One option typically offered to women after 36 weeks is an "external
cephalic version," which involves manually rotating the baby in cog-like
fashion inside the uterus. These manipulations work about 50% to 60% of the
time. They're usually more successful on women who have given birth previously
because their uteruses stretch more easily.
"Versions" typically take place in the hospital, just in case an
emergency cesarean delivery becomes necessary. To make the procedure easier to
perform, safer for the baby and more tolerable for the mother-to-be, doctors
sometimes administer a uterine muscle relaxant, then use an ultrasound machine
and electronic fetal monitor as guides. The procedure typically doesn't involve
anesthesia, but sometimes an epidural can help with the version. Since not all
doctors have been trained to do versions, you may be referred to another
obstetrician in your area.
There is a very small risk that the maneuver could cause the baby's cord to
become entangled or the placenta to separate from the uterus. There's also a
chance that the baby might flip back into a breech position before delivery, so
some doctors induce labor immediately. The risk of reverting to breech is lower
closer to term, but the bigger the baby, the harder it is to turn.
The procedure can be uncomfortable, but avoids a cesarean section, which is
most likely if the baby can't be moved into the proper position.
Umbilical cord prolapse happens more often when a fetus is small, preterm,
in breech (frank, complete or incomplete/footling) presentation, or if its head
hasn't entered the mother's pelvis yet ("floating presenting part").

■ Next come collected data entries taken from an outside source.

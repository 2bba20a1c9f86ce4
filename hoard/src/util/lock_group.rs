//! Keyed read-write locks.
//!
//! Both the blob store (per content hash) and the targets (per request path)
//! serialize work through a registry of RW locks looked up by string key.
//! Equal keys always yield the same lock for as long as the group lives.

use dashmap::DashMap;
use std::future::Future;
use std::sync::{Arc, Condvar, Mutex};
use std::task::{Context, Poll, Wake, Waker};
use tokio::sync::{OwnedRwLockReadGuard, OwnedRwLockWriteGuard, RwLock};

/// A registry handing out a stable [RwLock] per string key.
///
/// Locks are created lazily on first lookup and shared between all callers
/// asking for the same key. The tokio lock type is used because its owned
/// guards are `Send`, which lets a guard travel inside a response body until
/// the body is dropped; acquisition from synchronous code goes through the
/// `blocking_*` methods.
#[derive(Clone, Default)]
pub struct LockGroup {
    group: Arc<DashMap<String, Arc<RwLock<()>>>>,
}

impl LockGroup {
    pub fn new() -> Self {
        Self::default()
    }

    /// Returns the lock registered for `key`, creating it if necessary.
    pub fn get(&self, key: &str) -> Arc<RwLock<()>> {
        self.group
            .entry(key.to_owned())
            .or_default()
            .value()
            .clone()
    }
}

/// Blocking acquisition of the owned guards, for use from synchronous code.
///
/// `tokio::sync::RwLock` only exposes blocking variants of its borrowing
/// `read`/`write` methods; the owned variants used here (so a guard can
/// travel inside a response body past the end of the current stack frame)
/// have no blocking counterpart, so this parks the calling thread on the
/// same future the async API awaits.
pub trait BlockingOwned {
    fn blocking_read_owned(self: Arc<Self>) -> OwnedRwLockReadGuard<()>;
    fn blocking_write_owned(self: Arc<Self>) -> OwnedRwLockWriteGuard<()>;
}

impl BlockingOwned for RwLock<()> {
    fn blocking_read_owned(self: Arc<Self>) -> OwnedRwLockReadGuard<()> {
        block_on(self.read_owned())
    }

    fn blocking_write_owned(self: Arc<Self>) -> OwnedRwLockWriteGuard<()> {
        block_on(self.write_owned())
    }
}

struct ThreadWaker {
    ready: Mutex<bool>,
    cvar: Condvar,
}

impl Wake for ThreadWaker {
    fn wake(self: Arc<Self>) {
        *self.ready.lock().unwrap() = true;
        self.cvar.notify_one();
    }
}

fn block_on<F: Future>(fut: F) -> F::Output {
    let mut fut = Box::pin(fut);
    let waker_data = Arc::new(ThreadWaker {
        ready: Mutex::new(false),
        cvar: Condvar::new(),
    });
    let waker = Waker::from(waker_data.clone());
    let mut cx = Context::from_waker(&waker);
    loop {
        match fut.as_mut().poll(&mut cx) {
            Poll::Ready(value) => return value,
            Poll::Pending => {
                let mut ready = waker_data.ready.lock().unwrap();
                while !*ready {
                    ready = waker_data.cvar.wait(ready).unwrap();
                }
                *ready = false;
            }
        }
    }
}
//! Persistent state of the proxy.
//!
//! Two stores cooperate per cached path: the [blob] store holds the actual
//! bytes, addressed by the SHA-256 of their content and shared by all targets,
//! while each target's [meta] store binds its URL paths to the current blob
//! hash and the origin headers needed to serve and revalidate it.
//!
//! The stores support parallel access from many request threads; the
//! consistency rule between them is that a meta entry naming blob `H` for path
//! `P` implies blob `H` exists and carries the pointer `<target>@<P>`.

pub mod blob;
pub mod meta;
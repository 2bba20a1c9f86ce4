use anyhow::Context;
use clap::Parser;
use poem::listener::TcpListener;
use poem::Server;
use std::sync::Arc;
use std::time::Duration;
use tracing::info;
use tracing_subscriber::EnvFilter;

mod app;
mod asyncio;
mod config;
mod pages;
mod targets;

/// Caching reverse proxy for package mirrors, release archives and other
/// immutable-ish assets.
#[derive(Parser)]
#[command(version)]
struct CliOpts {
    /// Path to the configuration file.
    #[arg(short, long, default_value = "config.yaml")]
    config: String,
}

#[tokio::main]
async fn main() -> anyhow::Result<()> {
    tracing_subscriber::fmt()
        .with_env_filter(
            EnvFilter::try_from_default_env().unwrap_or_else(|_| EnvFilter::new("info")),
        )
        .init();

    let cli_opts = CliOpts::parse();
    let cfg = config::ServerConfig::load(&cli_opts.config)
        .with_context(|| format!("could not load configuration: {}", cli_opts.config))?;
    let meta_interval = gc_interval(&cfg.gc.meta, "gc.meta")?;
    let blob_interval = gc_interval(&cfg.gc.blob, "gc.blob")?;

    let worker = Arc::new(targets::build_worker(&cfg)?);
    let pages = pages::Pages::load(cfg.page.as_deref())
        .with_context(|| format!("could not load error page: {:?}", cfg.page))?;
    if let Some(monitor) = &cfg.monitor {
        // Metrics are exposed by an external collaborator; the setting is
        // only validated here.
        info!(bind = %monitor.bind, path = %monitor.path, "monitor endpoint configured externally");
    }
    app::spawn_gc_tasks(worker.clone(), meta_interval, blob_interval);

    let endpoint = app::ProxyApp::new(worker.clone(), pages);
    info!(bind = %cfg.bind, "listening");
    Server::new(TcpListener::bind(cfg.bind.clone()))
        .run_with_graceful_shutdown(
            endpoint,
            shutdown_signal(),
            Some(Duration::from_secs(10)),
        )
        .await
        .context("server failed")?;

    info!("draining in-flight requests");
    worker.close();
    Ok(())
}

fn gc_interval(value: &str, what: &str) -> anyhow::Result<Duration> {
    hoard::util::duration::parse_duration_from_str(value)
        .with_context(|| format!("invalid {what} interval: {value:?}"))
}

async fn shutdown_signal() {
    #[cfg(unix)]
    {
        let mut sigterm = tokio::signal::unix::signal(tokio::signal::unix::SignalKind::terminate())
            .expect("failed to install SIGTERM handler");
        tokio::select! {
            _ = tokio::signal::ctrl_c() => {}
            _ = sigterm.recv() => {}
        }
    }
    #[cfg(not(unix))]
    {
        let _ = tokio::signal::ctrl_c().await;
    }
    info!("shutdown requested");
}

This prolapse can occur, too, if the amniotic sac breaks before the fetus has
moved into place in the pelvis.
Umbilical cord prolapse is an emergency. If you are not at the hospital when
it happens, call an ambulance to take you there. Until help arrives, get on
your hands and knees with your chest on the floor and your buttocks raised. In
this position, gravity will help keep the baby from pressing against the cord
and cutting off his or her blood and oxygen supply. Once you get to the
hospital, a cesarean delivery will probably be performed unless a vaginal birth
is already progressing naturally.
Umbilical Cord Compression
Umbilical cord compression can occur if the cord becomes wrapped around the
baby's neck or if it is positioned between the baby's head and the mother's
pelvic bone. You may be given oxygen to increase the amount available to your
baby. Your doctor may hurry along the delivery by using forceps or vacuum
assistance, or in some cases, delivering the baby by cesarean section.